Raise your virtual hand if you love, or even moderately like, paperwork. Unless you’re a proud Virgo/Capricorn, and you emulate Michael Scott, Leslie Knope, or another Pollyannaish sitcom character, you likely didn’t even lift a finger. Yet we can understand that regulations govern our cities, workplaces, homes, and lives in different ways. And though they sometimes fall short, these laws intend to protect community interests against harm. The act of recording information becomes a powerful tool — not only of social compliance, but also of potential change.

I doubt I’m selling anyone on this topic, but what if we worked to reframe the narrative around paperwork? There are so many instances in which the process can be exciting, even life-changing. Citizenship applications, marriage licenses, business plans, and rental contracts illustrate major personal commitments. When I began this fellowship, the first e-mail I received with onboarding materials sparked immense joy. It represented a novel opportunity to learn from peers and mentors whose skills ranged from community organizing, political activism, urban planning, integrated design and technology. Each of us were converging with a shared desire to reimagine government and civic life.

In fact, my summer project seeks to demystify the permit process for Boston residents pursuing residential and commercial builds and renovations. While the paperwork itself is fixed, stakeholders across City Hall have recognized that improved user experience design might alleviate uncertainty and complexity while improving permit-seeker’s trust and confidence in their applications. In turn, given the city’s long-term climate resilience and racial equity goals in the built environment, there’s tangential motivation to identify discrete stages of the permitting process that could advance these initiatives.

Credit: Raphael Vangelis

At first, I was intimidated by the project’s scope. I felt like the human-equivalent of the spinning beachball of death (pictured above). Overloaded with information, I presented visual cues that I was actively processing it all, though it seemed like I was going in circles and might never reach an “aha!” moment. Outside the brief, was there another angle that might evoke further inspiration?

Ed Glaeser’s recent City Journal op-ed presents an immediately relevant and critical perspective. Reflecting on the pandemic’s economic toll, he suggests that cities remove obvious barriers to getting permits. “The thickets of local business regulations that entangle American localities shouldn’t be allowed to stymie our economic recovery,” Glaeser writes. “Cities can make it easier for small businesses, post-COVID, by reducing the number of regulations and by making it simpler to comply with existing ones.”

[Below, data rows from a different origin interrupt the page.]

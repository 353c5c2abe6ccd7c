//! ChainedList: doubly linked list whose nodes live in a per-list slot arena.
//!
//! The arena is the only owner of nodes. Forward and back links are arena
//! keys, so a link can never keep a node alive or outlive the list. Every
//! relink happens inside `Chain`; callers only ever see `NodeRef`, a
//! read-only cursor borrowed from the list.

use crate::error::UnderflowError;
use crate::reentrancy::DebugReentrancy;
use core::fmt;
use core::iter::FusedIterator;
use slotmap::{DefaultKey, SlotMap};

#[derive(Debug)]
struct Node<T> {
    value: T,
    prev: Option<DefaultKey>,
    next: Option<DefaultKey>,
}

/// Arena plus endpoints. Kept apart from the guard so `ChainedList` can
/// relink while a scan guard is held.
struct Chain<T> {
    nodes: SlotMap<DefaultKey, Node<T>>,
    head: Option<DefaultKey>,
    tail: Option<DefaultKey>,
}

impl<T> Chain<T> {
    fn new() -> Self {
        Self {
            nodes: SlotMap::new(),
            head: None,
            tail: None,
        }
    }

    fn link_front(&mut self, value: T) {
        let old_head = self.head;
        let k = self.nodes.insert(Node {
            value,
            prev: None,
            next: old_head,
        });
        match old_head {
            Some(h) => self.nodes[h].prev = Some(k),
            None => self.tail = Some(k),
        }
        self.head = Some(k);
    }

    fn link_back(&mut self, value: T) {
        let old_tail = self.tail;
        let k = self.nodes.insert(Node {
            value,
            prev: old_tail,
            next: None,
        });
        match old_tail {
            Some(t) => self.nodes[t].next = Some(k),
            None => self.head = Some(k),
        }
        self.tail = Some(k);
    }

    /// Detach `k`, relinking its neighbours (or the endpoints) around it.
    fn unlink(&mut self, k: DefaultKey) -> Option<T> {
        let node = self.nodes.remove(k)?;
        match node.prev {
            Some(p) => self.nodes[p].next = node.next,
            None => self.head = node.next,
        }
        match node.next {
            Some(n) => self.nodes[n].prev = node.prev,
            None => self.tail = node.prev,
        }
        Some(node.value)
    }

    fn clear(&mut self) {
        self.head = None;
        self.tail = None;
        self.nodes.clear();
    }
}

/// A generic doubly linked list with O(1) push/pop at both ends and
/// linear search, count and erase by equality.
pub struct ChainedList<T> {
    chain: Chain<T>,
    reentrancy: DebugReentrancy,
}

impl<T> ChainedList<T> {
    pub fn new() -> Self {
        Self {
            chain: Chain::new(),
            reentrancy: DebugReentrancy::new(),
        }
    }

    pub fn len(&self) -> usize {
        self.chain.nodes.len()
    }

    pub fn is_empty(&self) -> bool {
        self.chain.nodes.is_empty()
    }

    /// First value, or `UnderflowError` if the list is empty.
    pub fn front(&self) -> Result<&T, UnderflowError> {
        self.begin()
            .map(|n| n.value())
            .ok_or(UnderflowError::new("front"))
    }

    /// Last value, or `UnderflowError` if the list is empty.
    pub fn back(&self) -> Result<&T, UnderflowError> {
        self.end()
            .map(|n| n.value())
            .ok_or(UnderflowError::new("back"))
    }

    /// Cursor at the head node.
    pub fn begin(&self) -> Option<NodeRef<'_, T>> {
        self.chain.head.map(|key| NodeRef { list: self, key })
    }

    /// Cursor at the tail node.
    pub fn end(&self) -> Option<NodeRef<'_, T>> {
        self.chain.tail.map(|key| NodeRef { list: self, key })
    }

    /// First node, scanning from the head, whose value equals `value`.
    pub fn find(&self, value: &T) -> Option<NodeRef<'_, T>>
    where
        T: PartialEq,
    {
        let _g = self.reentrancy.enter();
        let mut cursor = self.chain.head;
        while let Some(k) = cursor {
            let node = &self.chain.nodes[k];
            if node.value == *value {
                return Some(NodeRef { list: self, key: k });
            }
            cursor = node.next;
        }
        None
    }

    /// Number of nodes whose value equals `value`.
    pub fn count(&self, value: &T) -> usize
    where
        T: PartialEq,
    {
        let _g = self.reentrancy.enter();
        self.iter().filter(|v| *v == value).count()
    }

    pub fn push_front(&mut self, value: T) {
        self.chain.link_front(value);
    }

    pub fn push_back(&mut self, value: T) {
        self.chain.link_back(value);
    }

    pub fn pop_front(&mut self) -> Result<T, UnderflowError> {
        let head = self.chain.head.ok_or(UnderflowError::new("pop_front"))?;
        self.chain
            .unlink(head)
            .ok_or(UnderflowError::new("pop_front"))
    }

    pub fn pop_back(&mut self) -> Result<T, UnderflowError> {
        let tail = self.chain.tail.ok_or(UnderflowError::new("pop_back"))?;
        self.chain
            .unlink(tail)
            .ok_or(UnderflowError::new("pop_back"))
    }

    /// Remove every node whose value equals `value` in a single pass and
    /// return how many were removed.
    ///
    /// Removed values are dropped after the scan has finished, so their
    /// `Drop` impls see a consistent list.
    pub fn erase(&mut self, value: &T) -> usize
    where
        T: PartialEq,
    {
        let guard = self.reentrancy.enter();
        let mut removed = Vec::new();
        let mut cursor = self.chain.head;
        while let Some(k) = cursor {
            let node = &self.chain.nodes[k];
            cursor = node.next;
            if node.value == *value {
                removed.extend(self.chain.unlink(k));
            }
        }
        drop(guard);
        removed.len()
    }

    /// Exchange contents with `other` in O(1).
    pub fn swap(&mut self, other: &mut ChainedList<T>) {
        core::mem::swap(&mut self.chain, &mut other.chain);
    }

    pub fn clear(&mut self) {
        self.chain.clear();
    }

    pub fn iter(&self) -> Iter<'_, T> {
        Iter {
            list: self,
            front: self.chain.head,
            back: self.chain.tail,
            remaining: self.len(),
        }
    }
}

impl<T> Default for ChainedList<T> {
    fn default() -> Self {
        Self::new()
    }
}

impl<T: Clone> Clone for ChainedList<T> {
    fn clone(&self) -> Self {
        self.iter().cloned().collect()
    }
}

impl<T: fmt::Debug> fmt::Debug for ChainedList<T> {
    fn fmt(&self, f: &mut fmt::Formatter<'_>) -> fmt::Result {
        f.debug_list().entries(self.iter()).finish()
    }
}

impl<T: PartialEq> PartialEq for ChainedList<T> {
    fn eq(&self, other: &Self) -> bool {
        self.len() == other.len() && self.iter().eq(other.iter())
    }
}

impl<T: Eq> Eq for ChainedList<T> {}

impl<T> Extend<T> for ChainedList<T> {
    fn extend<I: IntoIterator<Item = T>>(&mut self, iter: I) {
        for value in iter {
            self.push_back(value);
        }
    }
}

impl<T> FromIterator<T> for ChainedList<T> {
    fn from_iter<I: IntoIterator<Item = T>>(iter: I) -> Self {
        let mut list = Self::new();
        list.extend(iter);
        list
    }
}

impl<'a, T> IntoIterator for &'a ChainedList<T> {
    type Item = &'a T;
    type IntoIter = Iter<'a, T>;

    fn into_iter(self) -> Self::IntoIter {
        self.iter()
    }
}

impl<T> IntoIterator for ChainedList<T> {
    type Item = T;
    type IntoIter = IntoIter<T>;

    fn into_iter(self) -> Self::IntoIter {
        IntoIter { list: self }
    }
}

/// Read-only cursor at one node of a [`ChainedList`].
///
/// Borrowing the list keeps the node alive for as long as the cursor exists.
pub struct NodeRef<'a, T> {
    list: &'a ChainedList<T>,
    key: DefaultKey,
}

impl<'a, T> NodeRef<'a, T> {
    fn node(&self) -> &'a Node<T> {
        let list = self.list;
        &list.chain.nodes[self.key]
    }

    pub fn value(&self) -> &'a T {
        &self.node().value
    }

    pub fn next(&self) -> Option<NodeRef<'a, T>> {
        let list = self.list;
        self.node().next.map(|key| NodeRef { list, key })
    }

    pub fn previous(&self) -> Option<NodeRef<'a, T>> {
        let list = self.list;
        self.node().prev.map(|key| NodeRef { list, key })
    }
}

impl<T> Clone for NodeRef<'_, T> {
    fn clone(&self) -> Self {
        *self
    }
}

impl<T> Copy for NodeRef<'_, T> {}

/// Two cursors are equal when they point at the same node of the same list.
impl<T> PartialEq for NodeRef<'_, T> {
    fn eq(&self, other: &Self) -> bool {
        core::ptr::eq(self.list, other.list) && self.key == other.key
    }
}

impl<T> Eq for NodeRef<'_, T> {}

impl<T: fmt::Debug> fmt::Debug for NodeRef<'_, T> {
    fn fmt(&self, f: &mut fmt::Formatter<'_>) -> fmt::Result {
        f.debug_tuple("NodeRef").field(self.value()).finish()
    }
}

/// Borrowing iterator, head to tail (or tail to head via `rev`).
pub struct Iter<'a, T> {
    list: &'a ChainedList<T>,
    front: Option<DefaultKey>,
    back: Option<DefaultKey>,
    remaining: usize,
}

impl<T> Clone for Iter<'_, T> {
    fn clone(&self) -> Self {
        Iter { ..*self }
    }
}

impl<'a, T> Iterator for Iter<'a, T> {
    type Item = &'a T;

    #[inline]
    fn next(&mut self) -> Option<Self::Item> {
        if self.remaining == 0 {
            return None;
        }
        let list = self.list;
        let node = &list.chain.nodes[self.front?];
        self.front = node.next;
        self.remaining -= 1;
        Some(&node.value)
    }

    fn size_hint(&self) -> (usize, Option<usize>) {
        (self.remaining, Some(self.remaining))
    }
}

impl<T> DoubleEndedIterator for Iter<'_, T> {
    #[inline]
    fn next_back(&mut self) -> Option<Self::Item> {
        if self.remaining == 0 {
            return None;
        }
        let list = self.list;
        let node = &list.chain.nodes[self.back?];
        self.back = node.prev;
        self.remaining -= 1;
        Some(&node.value)
    }
}

impl<T> ExactSizeIterator for Iter<'_, T> {}

impl<T> FusedIterator for Iter<'_, T> {}

/// Owning iterator; pops from either end.
pub struct IntoIter<T> {
    list: ChainedList<T>,
}

impl<T> Iterator for IntoIter<T> {
    type Item = T;

    fn next(&mut self) -> Option<T> {
        self.list.pop_front().ok()
    }

    fn size_hint(&self) -> (usize, Option<usize>) {
        (self.list.len(), Some(self.list.len()))
    }
}

impl<T> DoubleEndedIterator for IntoIter<T> {
    fn next_back(&mut self) -> Option<T> {
        self.list.pop_back().ok()
    }
}

impl<T> ExactSizeIterator for IntoIter<T> {}

#[cfg(test)]
impl<T> ChainedList<T> {
    /// Walk the chain both ways and report the first broken link, if any.
    pub(crate) fn check_links(&self) -> Result<(), String> {
        let nodes = &self.chain.nodes;
        match (self.chain.head, self.chain.tail) {
            (None, None) if nodes.is_empty() => return Ok(()),
            (None, None) => return Err(format!("no endpoints but {} nodes", nodes.len())),
            (Some(h), Some(t)) => {
                match nodes.get(h) {
                    Some(n) if n.prev.is_none() => {}
                    Some(_) => return Err("head has a back link".into()),
                    None => return Err("head is dangling".into()),
                }
                match nodes.get(t) {
                    Some(n) if n.next.is_none() => {}
                    Some(_) => return Err("tail has a forward link".into()),
                    None => return Err("tail is dangling".into()),
                }
            }
            _ => return Err("exactly one endpoint is set".into()),
        }

        let mut forward = Vec::with_capacity(nodes.len());
        let mut prev = None;
        let mut cursor = self.chain.head;
        while let Some(k) = cursor {
            if forward.len() == nodes.len() {
                return Err("forward walk longer than len (cycle?)".into());
            }
            let node = nodes
                .get(k)
                .ok_or_else(|| "dangling forward link".to_string())?;
            if node.prev != prev {
                return Err(format!("back link mismatch at position {}", forward.len()));
            }
            forward.push(k);
            prev = Some(k);
            cursor = node.next;
        }
        if prev != self.chain.tail {
            return Err("forward walk does not end at tail".into());
        }
        if forward.len() != nodes.len() {
            return Err(format!(
                "forward walk reached {} of {} nodes",
                forward.len(),
                nodes.len()
            ));
        }

        let mut backward = Vec::with_capacity(nodes.len());
        let mut cursor = self.chain.tail;
        while let Some(k) = cursor {
            if backward.len() == nodes.len() {
                return Err("backward walk longer than len (cycle?)".into());
            }
            let node = nodes
                .get(k)
                .ok_or_else(|| "dangling back link".to_string())?;
            backward.push(k);
            cursor = node.prev;
        }
        backward.reverse();
        if backward != forward {
            return Err("backward walk is not the reverse of the forward walk".into());
        }
        Ok(())
    }
}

Even with cities reopening nationally, it’s hard to imagine how our previously dense and vibrant urban centers will operate in 2021. Naturally, people cheer about life “going back to normal” when in reality nationwide shutdowns have deepened fissures in our collective notion of normalcy. Glaeser’s lens towards economic empowerment, and small business entrepreneurship in particular, contextualized a lot of my own thoughts and emotions within the present moment. It also resurfaced questions concerning the ways in which COVID-19 has exacerbated issues of digital equity, accessibility, and privacy.

So while we strive to get permits into the hands of individuals, what other power dynamics are at play? How might we employ design justice to defy the status quo? Although I’m still parsing through all the permit steps, talking with key players and flagging challenges that constituents face, I remain excited to bring a refreshed, humble perspective to a complex yet influential system.

Last week, a colleague made an excellent point about how to promote innovation in local government: though it may seem like rules and regulations are uncompromising on paper, it’s in the empathic interpretation of those frameworks that progress can be achieved. By centering delight alongside typical benchmarks of change, MONUM’s approach has inspired me to rethink the metrics and feedback loops I assign to meaningful impact.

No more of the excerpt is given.